You write notes in code by matching the layer to the threat. For genuine secrets, credentials, legal and financial matters, use real encryption built by professionals; homemade ciphers are weak against analysis and slow against your own reading speed. For everything else, the Build First Brain answer is stronger and stranger: write in deep, idiosyncratic metaphor, compressed references whose meaning only resolves against your own internal knowledge graph. Call it epistemic cryptography. The notes stay instantly readable to you, because no decoding step exists, while remaining semantically opaque to shoulder-surfers, data miners, and AI scrapers, because the key, the structure of your mind, is never written anywhere. The denser your graph, the stronger the encryption gets.

## Why are literal ciphers the wrong tool for notes?

Because they fail both jobs at once. Classical schemes, letter substitutions, shifted alphabets, symbol swaps, [fall to elementary frequency analysis, which is why they survive today as puzzles rather than protection](https://en.wikipedia.org/wiki/Book_cipher); they stop a sibling, not an adversary. Meanwhile they tax the one user who matters: every note costs an encoding step to write and a decoding step to read, and notes that resist reading stop being used. Even [shorthand, the most successful compression notation ever deployed, earns its keep through speed, not secrecy](https://en.wikipedia.org/wiki/Shorthand), and its privacy was always incidental.

**The genuinely secret belongs in genuine cryptography**: [end-to-end encryption keeps content readable only at the endpoints, with no intermediary, including the service operator, able to decrypt it](https://en.wikipedia.org/wiki/End-to-end_encryption). That layer is solved. The interesting question is everything above it.
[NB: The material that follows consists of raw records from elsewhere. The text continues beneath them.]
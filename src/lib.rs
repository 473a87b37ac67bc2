#![deny(clippy::all)]

//! Load a weighted map with 2-D node coordinates, search it with one of
//! four strategies, report the path, and optionally plot it.

use std::fs::File;
use std::io;

use anyhow::Error;
use clap::{App, Arg, ArgMatches};

use pathsearch::{search, Outcome, Strategy};

pub mod input;
pub mod plot;

pub fn run() -> Result<(), Error> {
    let matches = App::new("wayfinder")
        .version("0.1.0")
        .about("Search a weighted map with breadth-first, depth-first, best-first or A*")
        .arg(
            Arg::with_name("map")
                .value_name("FILE")
                .required(true)
                .takes_value(true)
                .help("Map file to load, or - for stdin"),
        )
        .arg(
            Arg::with_name("start")
                .long("start")
                .short("s")
                .value_name("NODE")
                .required(true)
                .takes_value(true)
                .help("Start node"),
        )
        .arg(
            Arg::with_name("goal")
                .long("goal")
                .short("g")
                .value_name("NODE")
                .required(true)
                .takes_value(true)
                .help("Goal node"),
        )
        .arg(
            Arg::with_name("search")
                .long("search")
                .value_name("STRATEGY")
                .takes_value(true)
                .default_value("BREADTH")
                .help("BREADTH, DEPTH, BEST or A*"),
        )
        .arg(
            Arg::with_name("plot")
                .long("plot")
                .value_name("SVG")
                .takes_value(true)
                .help("Write the map with the path highlighted to an SVG file"),
        )
        .arg(
            Arg::with_name("verbose")
                .long("verbose")
                .short("v")
                .help("Report every node expansion"),
        )
        .get_matches();

    driver(&matches)
}

fn driver(matches: &ArgMatches) -> Result<(), Error> {
    // An invalid strategy selector fails before any map work begins.
    let strategy: Strategy = matches.value_of("search").unwrap().parse()?;

    let filename = matches.value_of("map").unwrap();
    let reader: Box<dyn io::Read> = match filename {
        "-" => Box::new(io::stdin()),
        path => Box::new(File::open(path)?),
    };
    let graph = input::load(reader)?;

    let start = matches.value_of("start").unwrap().to_uppercase();
    let goal = matches.value_of("goal").unwrap().to_uppercase();
    println!(
        "{} search over {} nodes: {} -> {}",
        strategy,
        graph.len(),
        start,
        goal
    );

    let result = search(&graph, &start, &goal, strategy)?;

    if matches.is_present("verbose") {
        for (step, node) in result.trace.iter().enumerate() {
            println!("{:>4}: expanding {}", step + 1, node);
        }
    }

    match &result.outcome {
        Outcome::Found { path, cost } => {
            println!("Path to goal: {}", path.join(" -> "));
            println!("Total path cost: {}", cost);
        }
        Outcome::NoPath => println!("No path found."),
    }

    if let Some(output) = matches.value_of("plot") {
        plot::save(&graph, result.path(), &start, &goal, output)?;
        println!("Graph saved as {}", output);
    }

    Ok(())
}
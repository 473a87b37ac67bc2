//! Search over small weighted graphs with embedded 2-D coordinates.
//!
//! Build a [Graph] from edge records, then run [search] with one of the
//! four [Strategy] variants. The result carries the discovered path,
//! its total cost, and a trace of every node expansion for step-by-step
//! reporting.

mod algorithm;
mod errors;
pub mod graph;
pub mod heuristic;
mod path;

pub use algorithm::search;
pub use algorithm::Outcome;
pub use algorithm::SearchResult;
pub use algorithm::Strategy;
pub use errors::Result;
pub use errors::SearchError;
pub use graph::Graph;
pub use graph::Point;
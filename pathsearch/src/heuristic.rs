//! Straight-line distance estimates between nodes.
//!
//! Used by the informed strategies (Best-First and A*) only. Whether the
//! estimate is admissible depends on the edge costs sharing the metric
//! of the coordinates; that is a property of the input data, not
//! something enforced here.

use crate::errors::Result;
use crate::graph::Graph;

/// Euclidean distance between the stored coordinates of two nodes.
pub fn estimate(graph: &Graph, from: &str, to: &str) -> Result<f64> {
    let a = graph.coordinate(from)?;
    let b = graph.coordinate(to)?;
    Ok(a.distance(b))
}
//! SVG rendering of a graph with a search path highlighted.
//!
//! Draws every edge and node, marks the start and goal, and paints the
//! discovered path over the plain edges.

use std::collections::HashSet;
use std::fmt::Write as _;
use std::fs;
use std::io;
use std::path::Path;

use itertools::{Itertools, MinMaxResult};

use pathsearch::{Graph, Point};

const CANVAS: f64 = 640.0;
const MARGIN: f64 = 60.0;

/// Maps graph coordinates onto the canvas, y-axis flipped so the map
/// reads the way the coordinates do.
#[derive(Debug)]
struct Frame {
    x0: f64,
    y0: f64,
    scale: f64,
}

fn bounds(values: impl Iterator<Item = f64>) -> (f64, f64) {
    match values.minmax() {
        MinMaxResult::NoElements => (0.0, 1.0),
        MinMaxResult::OneElement(v) => (v - 0.5, v + 0.5),
        MinMaxResult::MinMax(lo, hi) => (lo, hi),
    }
}

impl Frame {
    fn fit(graph: &Graph) -> Self {
        let positions = || graph.nodes().filter_map(|n| graph.coordinate(n).ok());
        let (x0, x1) = bounds(positions().map(|p| p.x));
        let (y0, y1) = bounds(positions().map(|p| p.y));

        let span = (x1 - x0).max(y1 - y0).max(f64::EPSILON);
        Frame {
            x0,
            y0,
            scale: (CANVAS - 2.0 * MARGIN) / span,
        }
    }

    fn place(&self, p: Point) -> (f64, f64) {
        (
            MARGIN + (p.x - self.x0) * self.scale,
            CANVAS - MARGIN - (p.y - self.y0) * self.scale,
        )
    }
}

/// Render the graph as an SVG document.
pub fn render(graph: &Graph, path: &[String], start: &str, goal: &str) -> String {
    let frame = Frame::fit(graph);

    let mut on_path: HashSet<(&str, &str)> = HashSet::new();
    for pair in path.windows(2) {
        on_path.insert((pair[0].as_str(), pair[1].as_str()));
        on_path.insert((pair[1].as_str(), pair[0].as_str()));
    }

    let mut svg = String::new();
    writeln!(
        svg,
        r#"<svg xmlns="http://www.w3.org/2000/svg" width="{0}" height="{0}" viewBox="0 0 {0} {0}">"#,
        CANVAS
    )
    .unwrap();
    writeln!(svg, r#"  <rect width="100%" height="100%" fill="white"/>"#).unwrap();

    let mut edges: Vec<_> = graph.edges().collect();
    edges.sort_by(|a, b| (a.0, a.1).cmp(&(b.0, b.1)));
    for (a, b, _) in edges {
        if let (Ok(at_a), Ok(at_b)) = (graph.coordinate(a), graph.coordinate(b)) {
            let (x1, y1) = frame.place(at_a);
            let (x2, y2) = frame.place(at_b);
            let (stroke, width) = if on_path.contains(&(a, b)) {
                ("crimson", 3.0)
            } else {
                ("steelblue", 1.0)
            };
            writeln!(
                svg,
                r#"  <line x1="{:.1}" y1="{:.1}" x2="{:.1}" y2="{:.1}" stroke="{}" stroke-width="{}"/>"#,
                x1, y1, x2, y2, stroke, width
            )
            .unwrap();
        }
    }

    let mut nodes: Vec<_> = graph.nodes().collect();
    nodes.sort_unstable();
    for node in nodes {
        if let Ok(at) = graph.coordinate(node) {
            let (x, y) = frame.place(at);
            let fill = if node == start {
                "mediumseagreen"
            } else if node == goal {
                "orange"
            } else {
                "lightsteelblue"
            };
            writeln!(
                svg,
                r#"  <circle cx="{:.1}" cy="{:.1}" r="10" fill="{}" stroke="black"/>"#,
                x, y, fill
            )
            .unwrap();
            writeln!(
                svg,
                r#"  <text x="{:.1}" y="{:.1}" font-size="12" text-anchor="middle" dominant-baseline="central">{}</text>"#,
                x, y, node
            )
            .unwrap();
        }
    }

    svg.push_str("</svg>\n");
    svg
}

/// Render and write to a file.
pub fn save<P: AsRef<Path>>(
    graph: &Graph,
    path: &[String],
    start: &str,
    goal: &str,
    file: P,
) -> io::Result<()> {
    fs::write(file, render(graph, path, start, goal))
}

#[cfg(test)]
mod test {
    use super::*;

    fn triangle() -> Graph {
        let mut graph = Graph::new();
        graph.add_edge("A", "B", 1.0, Point::new(0.0, 0.0), Point::new(4.0, 0.0));
        graph.add_edge("B", "C", 1.0, Point::new(4.0, 0.0), Point::new(2.0, 3.0));
        graph.add_edge("C", "A", 1.0, Point::new(2.0, 3.0), Point::new(0.0, 0.0));
        graph
    }

    #[test]
    fn renders_every_node_and_edge() {
        let graph = triangle();
        let svg = render(&graph, &[], "A", "C");

        assert!(svg.starts_with("<svg"));
        assert!(svg.ends_with("</svg>\n"));
        assert_eq!(svg.matches("<circle").count(), 3);
        assert_eq!(svg.matches("<line").count(), 3);
    }

    #[test]
    fn highlights_the_path() {
        let graph = triangle();
        let path = vec!["A".to_string(), "B".to_string()];
        let svg = render(&graph, &path, "A", "B");

        assert_eq!(svg.matches("crimson").count(), 1);
        assert!(svg.contains("mediumseagreen"));
        assert!(svg.contains("orange"));
    }
}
| Method | Best for | Why it works | Main limit | Verdict |
| --- | --- | --- | --- | --- |
| Idiosyncratic metaphor, graph as key | Daily private thinking | Zero read cost for you, opaque to others | Key must stay consolidated in memory | Best overall |
| Real encryption (E2EE tools) | True secrets and credentials | Mathematics, professionally built | Friction; protects files, not meaning | Best for secrets |
| Homemade ciphers and symbol codes | Puzzles and play | Feels clandestine | Weak and slow, worst of both layers | Avoid for real use |

## What is epistemic cryptography?

Privacy through meaning. Consider the note: apply the Hannibal move to the March problem, watch for the Carthage failure mode. To its author this is dense, actionable plaintext: a specific maneuver abstracted from a specific book, a specific situation, a specific known risk. To anyone else, human or machine, it is grammatically clean noise, guessable in a dozen directions and verifiable in none. The mechanism is [a book cipher generalized: the key is a shared text, except here the text is your entire mental structure](https://en.wikipedia.org/wiki/Book_cipher), every book read, every project survived, every private nickname for a recurring pattern, and that key is never transmitted because it cannot be.
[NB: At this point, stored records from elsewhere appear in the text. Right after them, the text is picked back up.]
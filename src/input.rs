//! Parsing of the map file format.
//!
//! Each line is a record `('NodeA', 'NodeB', cost, [x1, y1], [x2, y2])`:
//! two node labels, a non-negative edge cost, and the coordinates of
//! each endpoint. Node labels are uppercased on load.

use std::io::{BufRead, BufReader, Read};
use std::str::FromStr;

use anyhow::Context;
use lazy_static::lazy_static;
use regex::Regex;
use thiserror::Error;

use pathsearch::{Graph, Point};

lazy_static! {
    static ref RECORD: Regex = Regex::new(
        r"^\('(?P<a>[^']+)',\s*'(?P<b>[^']+)',\s*(?P<w>\d+(?:\.\d+)?),\s*\[(?P<ax>-?\d+(?:\.\d+)?),\s*(?P<ay>-?\d+(?:\.\d+)?)\],\s*\[(?P<bx>-?\d+(?:\.\d+)?),\s*(?P<by>-?\d+(?:\.\d+)?)\]\)$"
    )
    .unwrap();
}

#[derive(Debug, Error)]
pub enum ParseError {
    #[error("Not a valid edge record: {0:?}")]
    InvalidRecord(String),
}

/// One parsed line of a map file.
#[derive(Debug, PartialEq)]
pub struct EdgeRecord {
    pub from: String,
    pub to: String,
    pub cost: f64,
    pub from_at: Point,
    pub to_at: Point,
}

impl FromStr for EdgeRecord {
    type Err = ParseError;

    fn from_str(s: &str) -> Result<Self, Self::Err> {
        let caps = RECORD
            .captures(s.trim())
            .ok_or_else(|| ParseError::InvalidRecord(s.to_string()))?;

        let number = |name: &str| -> Result<f64, ParseError> {
            caps[name]
                .parse()
                .map_err(|_| ParseError::InvalidRecord(s.to_string()))
        };

        Ok(EdgeRecord {
            from: caps["a"].to_uppercase(),
            to: caps["b"].to_uppercase(),
            cost: number("w")?,
            from_at: Point::new(number("ax")?, number("ay")?),
            to_at: Point::new(number("bx")?, number("by")?),
        })
    }
}

/// Read a map and build the graph. Blank lines are skipped; malformed
/// lines are reported with their line number.
pub fn load<R: Read>(input: R) -> Result<Graph, anyhow::Error> {
    let reader = BufReader::new(input);
    let mut graph = Graph::new();

    for (index, line) in reader.lines().enumerate() {
        let line = line?;
        if line.trim().is_empty() {
            continue;
        }

        let record: EdgeRecord = line
            .parse()
            .with_context(|| format!("Map line {}", index + 1))?;
        graph.add_edge(
            &record.from,
            &record.to,
            record.cost,
            record.from_at,
            record.to_at,
        );
    }

    Ok(graph)
}
//! Graph datastructures: an undirected weighted graph whose nodes carry
//! positions in two dimensions.

use std::collections::HashMap;

use crate::errors::{Result, SearchError};

/// A location in 2D space.
#[derive(Debug, Clone, Copy, PartialEq, Default)]
pub struct Point {
    pub x: f64,
    pub y: f64,
}

impl Point {
    /// Build a new point from coordinates.
    pub fn new(x: f64, y: f64) -> Self {
        Self { x, y }
    }

    /// Straight-line distance to another point.
    pub fn distance(self, other: Point) -> f64 {
        ((self.x - other.x).powi(2) + (self.y - other.y).powi(2)).sqrt()
    }
}

impl From<(f64, f64)> for Point {
    fn from((x, y): (f64, f64)) -> Self {
        Point::new(x, y)
    }
}

/// An undirected weighted graph with a coordinate for every node.
///
/// Built once from parsed edge records and read-only thereafter: the
/// search engine borrows it immutably for the duration of a search.
#[derive(Debug, Default)]
pub struct Graph {
    adjacency: HashMap<String, Vec<(String, f64)>>,
    positions: HashMap<String, Point>,
}

impl Graph {
    /// Create an empty graph.
    pub fn new() -> Self {
        Graph::default()
    }

    /// Register an edge in both directions and record the coordinate of
    /// each endpoint. When a node reappears with a different coordinate,
    /// the last registration wins.
    pub fn add_edge(&mut self, a: &str, b: &str, cost: f64, at_a: Point, at_b: Point) {
        self.adjacency
            .entry(a.to_string())
            .or_insert_with(Vec::new)
            .push((b.to_string(), cost));
        self.adjacency
            .entry(b.to_string())
            .or_insert_with(Vec::new)
            .push((a.to_string(), cost));

        self.positions.insert(a.to_string(), at_a);
        self.positions.insert(b.to_string(), at_b);
    }

    pub fn contains(&self, node: &str) -> bool {
        self.adjacency.contains_key(node)
    }

    /// Adjacency list of a node. Unknown nodes have no neighbors rather
    /// than being an error; an isolated node may legitimately appear
    /// only as somebody else's endpoint.
    pub fn neighbors(&self, node: &str) -> &[(String, f64)] {
        self.adjacency.get(node).map(Vec::as_slice).unwrap_or(&[])
    }

    /// The stored coordinate of a node.
    pub fn coordinate(&self, node: &str) -> Result<Point> {
        self.positions
            .get(node)
            .copied()
            .ok_or_else(|| SearchError::UnknownNode(node.to_string()))
    }

    /// Number of nodes.
    pub fn len(&self) -> usize {
        self.adjacency.len()
    }

    pub fn is_empty(&self) -> bool {
        self.adjacency.is_empty()
    }

    pub fn nodes(&self) -> impl Iterator<Item = &str> {
        self.adjacency.keys().map(String::as_str)
    }

    /// Iterate through the undirected edges, each reported once.
    pub fn edges(&self) -> impl Iterator<Item = (&str, &str, f64)> {
        self.adjacency.iter().flat_map(|(a, connections)| {
            connections
                .iter()
                .filter(move |(b, _)| a <= b)
                .map(move |(b, w)| (a.as_str(), b.as_str(), *w))
        })
    }
}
This is why scrapers parse the words and miss the payload. The mapping from Hannibal to the maneuver you mean exists only as an edge in your graph, the same un-extractable layer as [tacit knowledge, the know-how that resists articulation even by its owner](https://en.wikipedia.org/wiki/Tacit_knowledge). A model trained on the public internet can read your note; it cannot read you, which is the entire point, and the same asymmetry behind [the unscrapable asset of human synthesis](/journal/the-unscrapable-asset-human-synthesis/).
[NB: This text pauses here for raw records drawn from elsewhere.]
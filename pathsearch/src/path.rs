//! Recovering the ordered path from the predecessor relation a search
//! leaves behind.

use std::collections::HashMap;

use crate::errors::{Result, SearchError};
use crate::graph::Graph;

fn corrupt(start: &str, goal: &str) -> SearchError {
    SearchError::CorruptPredecessorChain {
        start: start.to_string(),
        goal: goal.to_string(),
    }
}

/// Walk the predecessor relation backward from the goal, reverse the
/// collected nodes, and sum the traversed edge costs.
///
/// The walk is bounded by the graph's node count: a chain that breaks
/// or cycles before reaching the start indicates defective engine
/// bookkeeping and fails rather than returning a wrong path.
pub(crate) fn reconstruct(
    graph: &Graph,
    parent: &HashMap<String, String>,
    start: &str,
    goal: &str,
) -> Result<(Vec<String>, f64)> {
    let mut path = vec![goal.to_string()];
    let mut cost = 0.0;
    let mut current = goal;

    while current != start {
        if path.len() > graph.len() {
            return Err(corrupt(start, goal));
        }

        let previous = parent.get(current).ok_or_else(|| corrupt(start, goal))?;
        cost += graph
            .neighbors(previous)
            .iter()
            .find(|(neighbor, _)| neighbor == current)
            .map(|(_, weight)| *weight)
            .ok_or_else(|| corrupt(start, goal))?;

        path.push(previous.clone());
        current = previous;
    }

    path.reverse();
    Ok((path, cost))
}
## How do you build a private notation that works?

Four habits, all of which double as thinking practice.

**Name your patterns.** When a situation type recurs, give it a private name drawn from something you know deeply, a battle, a chess motif, a fictional character's mistake. Naming compresses; private naming encrypts.

**Compress aggressively.** Two-word notes that index rich internal structure beat paragraphs that explain. The discipline test: if a stranger could reconstruct the meaning from the note alone, you wrote too much context around the metaphor.

**Anchor the key.** The system rots if the referents fade, so build metaphors on your most consolidated knowledge, the books you have truly absorbed, the projects you lived through, and revisit long-lived notes occasionally, the maintenance habit of [memory without the cloud](/journal/memory-without-the-cloud/).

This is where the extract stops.